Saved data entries
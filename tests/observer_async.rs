// tests/observer_async.rs

mod common;
use crate::common::{counting_task, init_tracing, with_timeout, TestResult};

use std::sync::Arc;
use std::sync::atomic::{AtomicUsize, Ordering};
use std::time::Duration;

use flowdag::{Flow, FlowdagError, TopologyStatus};

#[tokio::test]
async fn completed_resolves_and_can_be_awaited_again() -> TestResult {
    init_tracing();

    let counter = Arc::new(AtomicUsize::new(0));
    let mut flow = Flow::new(2)?;
    let a = flow.add_task(counting_task(&counter));
    let b = flow.add_task(counting_task(&counter));
    flow.precede(a, b)?;

    let observer = flow.dispatch()?;
    with_timeout(observer.completed()).await?;
    with_timeout(observer.completed()).await?;

    assert_eq!(counter.load(Ordering::SeqCst), 2);
    assert_eq!(observer.status(), TopologyStatus::Completed);
    flow.wait_for_topologies()?;
    Ok(())
}

#[tokio::test]
async fn cloned_observers_wake_from_spawned_tasks() -> TestResult {
    init_tracing();

    let mut flow = Flow::new(2)?;
    flow.add_task(|| std::thread::sleep(Duration::from_millis(30)));
    let observer = flow.dispatch()?;

    let handles: Vec<_> = (0..4)
        .map(|_| {
            let observer = observer.clone();
            tokio::spawn(async move { observer.completed().await.is_ok() })
        })
        .collect();

    for handle in handles {
        assert!(with_timeout(handle).await?);
    }
    flow.wait_for_topologies()?;
    Ok(())
}

#[tokio::test]
async fn completed_reports_task_failure() -> TestResult {
    init_tracing();

    let mut flow = Flow::new(1)?;
    flow.add_named_task("explode", || panic!("kaboom"));
    let observer = flow.dispatch()?;

    let err = with_timeout(observer.completed())
        .await
        .expect_err("panicking task must fail the topology");
    assert!(matches!(err, FlowdagError::TaskFailed { .. }));
    assert!(err.to_string().contains("kaboom"), "{err}");

    assert!(flow.wait_for_topologies().is_err());
    Ok(())
}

_EXERCISE REQUIREMENTS_.
An exact written copy of every entry is the required answer.

_PROBLEM SOLUTION_.
filename tests/observer_async.rs
// tests/observer_async.rs

mod common;
use crate::common::{counting_task, init_tracing, with_timeout, TestResult};

use std::sync::Arc;
use std::sync::atomic::{AtomicUsize, Ordering};
use std::time::Duration;

use flowdag::{Flow, FlowdagError, TopologyStatus};

#[tokio::test]
async fn completed_resolves_and_can_be_awaited_again() -> TestResult {
    init_tracing();

    let counter = Arc::new(AtomicUsize::new(0));
    let mut flow = Flow::new(2)?;
    let a = flow.add_task(counting_task(&counter));
    let b = flow.add_task(counting_task(&counter));
    flow.precede(a, b)?;

    let observer = flow.dispatch()?;
    with_timeout(observer.completed()).await?;
    with_timeout(observer.completed()).await?;

    assert_eq!(counter.load(Ordering::SeqCst), 2);
    assert_eq!(observer.status(), TopologyStatus::Completed);
    flow.wait_for_topologies()?;
    Ok(())
}

#[tokio::test]
async fn cloned_observers_wake_from_spawned_tasks() -> TestResult {
    init_tracing();

    let mut flow = Flow::new(2)?;
    flow.add_task(|| std::thread::sleep(Duration::from_millis(30)));
    let observer = flow.dispatch()?;

    let handles: Vec<_> = (0..4)
        .map(|_| {
            let observer = observer.clone();
            tokio::spawn(async move { observer.completed().await.is_ok() })
        })
        .collect();

    for handle in handles {
        assert!(with_timeout(handle).await?);
    }
    flow.wait_for_topologies()?;
    Ok(())
}

#[tokio::test]
async fn completed_reports_task_failure() -> TestResult {
    init_tracing();

    let mut flow = Flow::new(1)?;
    flow.add_named_task("explode", || panic!("kaboom"));
    let observer = flow.dispatch()?;

    let err = with_timeout(observer.completed())
        .await
        .expect_err("panicking task must fail the topology");
    assert!(matches!(err, FlowdagError::TaskFailed { .. }));
    assert!(err.to_string().contains("kaboom"), "{err}");

    assert!(flow.wait_for_topologies().is_err());
    Ok(())
}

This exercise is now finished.